Schermaglie tra parenti per questioni legate alla proprietà, per il giudice lo staking non sussiste

Il fatto non sussiste. Con questa formula sono stati assolti dalla giudice del Tribunale di Brindisi padre e figlio che erano stati querelati dal fratello del primo (zio del secondo) per atti persecutori. Fra i tre – tutti residenti a San Pietro Vernotico – non corre buon sangue da un po’ di tempo e in particolare da quando, nel 2018, il querelante si è trasferito a casa della madre 93enne per assisterla moralmente e materialmente.

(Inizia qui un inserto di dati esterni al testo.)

use crate::{common, write};

use aws_sdk_dynamodb::{Client, error, operation, types};
use indexmap::IndexMap;
use serde::Serialize;
use serde_dynamo::{Error, Result, to_attribute_value};
use std::collections;

/// A single per-attribute update action.
///
/// The flat action model mirrors the classic attribute-update calling
/// convention; actions are rendered into one update expression with `SET`,
/// `ADD` and `REMOVE` clauses.
#[derive(Clone, Debug, PartialEq)]
pub enum UpdateAction<T> {
    /// Add the value to a number attribute, or the elements to a set
    /// attribute. Creates the attribute if absent.
    Add(T),
    /// Remove the attribute from the item.
    Remove,
    /// Assign the value to the attribute, replacing any existing value.
    Set(T),
}

/// Update item operation.
///
/// ```rust,no_run
/// use aws_sdk_dynamodb::Client;
/// use dynamodb_futures::{common, write};
/// use indexmap::IndexMap;
/// use serde_json::json;
///
/// # async fn example(client: &Client) -> Result<(), Box<dyn std::error::Error>> {
/// let update_item = write::update_item::UpdateItem::new(
///     "users",
///     common::key::PrimaryKey::new("id", json!("1")),
///     IndexMap::from([
///         ("name".to_string(), write::update_item::UpdateAction::Set(json!("Jane"))),
///         ("visits".to_string(), write::update_item::UpdateAction::Add(json!(1))),
///         ("legacy".to_string(), write::update_item::UpdateAction::Remove),
///     ]),
///     None,
/// );
/// // Renders "SET #name = :name_set0 ADD #visits :visits_add1 REMOVE #legacy"
/// update_item.send(client).await?;
/// # Ok(())
/// # }
/// ```
#[derive(Clone, Debug, Default, PartialEq)]
pub struct UpdateItem<T> {
    /// The primary key of the item to update.
    pub key: common::key::PrimaryKey<T>,
    /// Per-attribute update actions, applied in insertion order.
    pub updates: IndexMap<String, UpdateAction<T>>,
    /// Write arguments (table name, return values, metrics flags).
    pub write_args: write::common::WriteArgs,
}

impl<T> UpdateItem<T> {
    /// Build an update item request from its loose parameters.
    pub fn new(
        table_name: impl Into<String>,
        key: common::key::PrimaryKey<T>,
        updates: IndexMap<String, UpdateAction<T>>,
        return_values: Option<types::ReturnValue>,
    ) -> Self {
        Self {
            key,
            updates,
            write_args: write::common::WriteArgs::new(table_name, return_values),
        }
    }
}

fn render_updates<T: Serialize>(
    updates: IndexMap<String, UpdateAction<T>>,
) -> Result<common::ExpressionParts> {
    let mut names = collections::HashMap::new();
    let mut values = collections::HashMap::new();
    let mut sets = Vec::new();
    let mut adds = Vec::new();
    let mut removes = Vec::new();
    let mut index = 0;
    for (name, action) in updates {
        let placeholder = common::name_placeholder(&name);
        match action {
            UpdateAction::Add(value) => {
                let value_placeholder = format!(":{name}_add{index}");
                index += 1;
                values.insert(value_placeholder.clone(), to_attribute_value(value)?);
                adds.push(format!("{placeholder} {value_placeholder}"));
            }
            UpdateAction::Remove => removes.push(placeholder.clone()),
            UpdateAction::Set(value) => {
                let value_placeholder = format!(":{name}_set{index}");
                index += 1;
                values.insert(value_placeholder.clone(), to_attribute_value(value)?);
                sets.push(format!("{placeholder} = {value_placeholder}"));
            }
        }
        names.insert(placeholder, name);
    }
    let mut clauses = Vec::new();
    if !sets.is_empty() {
        clauses.push(format!("SET {}", sets.join(", ")));
    }
    if !adds.is_empty() {
        clauses.push(format!("ADD {}", adds.join(", ")));
    }
    if !removes.is_empty() {
        clauses.push(format!("REMOVE {}", removes.join(", ")));
    }
    Ok(common::ExpressionParts {
        expression: clauses.join(" "),
        names,
        values,
    })
}

impl<T: Serialize> TryFrom<UpdateItem<T>> for operation::update_item::UpdateItemInput {
    type Error = Error;

    fn try_from(update_item: UpdateItem<T>) -> Result<Self> {
        let key = update_item.key.try_into()?;
        let common::ExpressionParts {
            expression,
            names,
            values,
        } = render_updates(update_item.updates)?;
        let input = Self::builder()
            .set_key(Some(key))
            .set_expression_attribute_names(common::into_option(names))
            .set_expression_attribute_values(common::into_option(values))
            .set_update_expression((!expression.is_empty()).then_some(expression))
            .set_return_consumed_capacity(update_item.write_args.return_consumed_capacity)
            .set_return_item_collection_metrics(
                update_item.write_args.return_item_collection_metrics,
            )
            .set_return_values(update_item.write_args.return_values)
            .set_table_name(Some(update_item.write_args.table_name))
            .build()
            .unwrap();
        Ok(input)
    }
}

impl<T: Serialize> UpdateItem<T> {
    /// Execute the update item operation.
    #[cfg_attr(
        feature = "tracing",
        tracing::instrument(
            name = "dynamodb_futures.update_item",
            skip_all,
            fields(table = %self.write_args.table_name),
            err
        )
    )]
    pub async fn send(
        self,
        client: &Client,
    ) -> Result<
        operation::update_item::UpdateItemOutput,
        error::SdkError<operation::update_item::UpdateItemError>,
    > {
        let input: operation::update_item::UpdateItemInput =
            self.try_into().map_err(error::BuildError::other)?;
        client
            .update_item()
            .set_key(input.key)
            .set_expression_attribute_names(input.expression_attribute_names)
            .set_expression_attribute_values(input.expression_attribute_values)
            .set_update_expression(input.update_expression)
            .set_return_consumed_capacity(input.return_consumed_capacity)
            .set_return_item_collection_metrics(input.return_item_collection_metrics)
            .set_return_values(input.return_values)
            .set_table_name(input.table_name)
            .send()
            .await
    }
}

L’abitazione è di proprietà di tre fratelli: querelante, querelato e una sorella che in questa storia non c’entra. Il fatto che il querelante fosse tornato nella casa materna non andò giù al fratello e al figlio di costui, i quali non mancarono di esprimere in diverse forme il loro disappunto, anche redarguendo la donna.

Non piacque loro neppure che il congiunto avesse cominciato a fare degli aggiustamenti domestici, come per gli impianti elettrico e idrico, gli intonaci, la tinteggiatura, ecc., tanto che a un certo punto l’inquilino si vide recapitare una lettera legale, indirizzata alla genitrice, con la quale si diffidava quest’ultima dal far effettuare ulteriori lavori.

L’avvocato Michele Iaia

Per tutta risposta, il vero destinatario della diffida, fece scrivere una risposta a un altro avvocato in nome e per contro della madre per spiegare come quegli interventi servissero in realtà a rendere agibile l’immobile. I momenti di tensione e ansia tra le parti non si allentarono, anzi. Il querelante per stalking denunciò il danneggiamento, ad opera dei parenti, di una telecamera di sorveglianza che egli stesso aveva fatto installare sul retro della casa. Per contro, quelli denunciarono l’appropriazione indebita – ad opera del querelante – di un motocoltivatore appartenuto al padre e spostato dal garage in cui si trovava: il denunciato si difese spiegando di averlo spostato per ripararlo e poterlo utilizzare per sistemare le campagne di famiglia incolte e abbandonate. Non finisce qui. Un giorno – era il 18 aprile 2020 – zio e nipote percorrevano via Vanini a Cellino San Marco, il primo con un furgone, il secondo con una station wagon.

L’auto del nipote procedeva a passo d’uomo, quindi lo zio al volante del furgone decise di sorpassarla: fu in quel momento che il nipote accelerò improvvisamente e, nell’impedire il superamento del furgone, costrinse lo zio a impattare contro il marciapiedi alla sinistra della carreggiata (con danneggiamento di uno pneumatico, la cui riparazione costò 135 euro). Poi l’auto proseguì nella marcia, con il conducente che fece il gesto delle corna e, ridendo, grido dal finestrino: “Fallito!”. Inoltre, in più occasioni sempre il nipote 38enne avrebbe apostrofato lo zio come “fallito”: in piazza, di notte sotto casa, in presenza di altre persone.

Questa, almeno, la versione rappresentata dalla presunta vittima, che decise di denunciare i fatti ai carabinieri, chiedendo che fosse punito in particolare suo nipote. Quest’ultimo e suo padre si rivolsero all’avvocato Michele Iaia del foro di Bari che, a processo, è riuscito a ridimensionare le tesi dell’accusa. Il pubblico ministero aveva chiesto una condanna a sei mesi di reclusione. Per la giudice del Tribunale di Brindisi Tea Verderosa, invece, il fatto non sussiste. La motivazione della sentenza sarà depositata entro 90 giorni.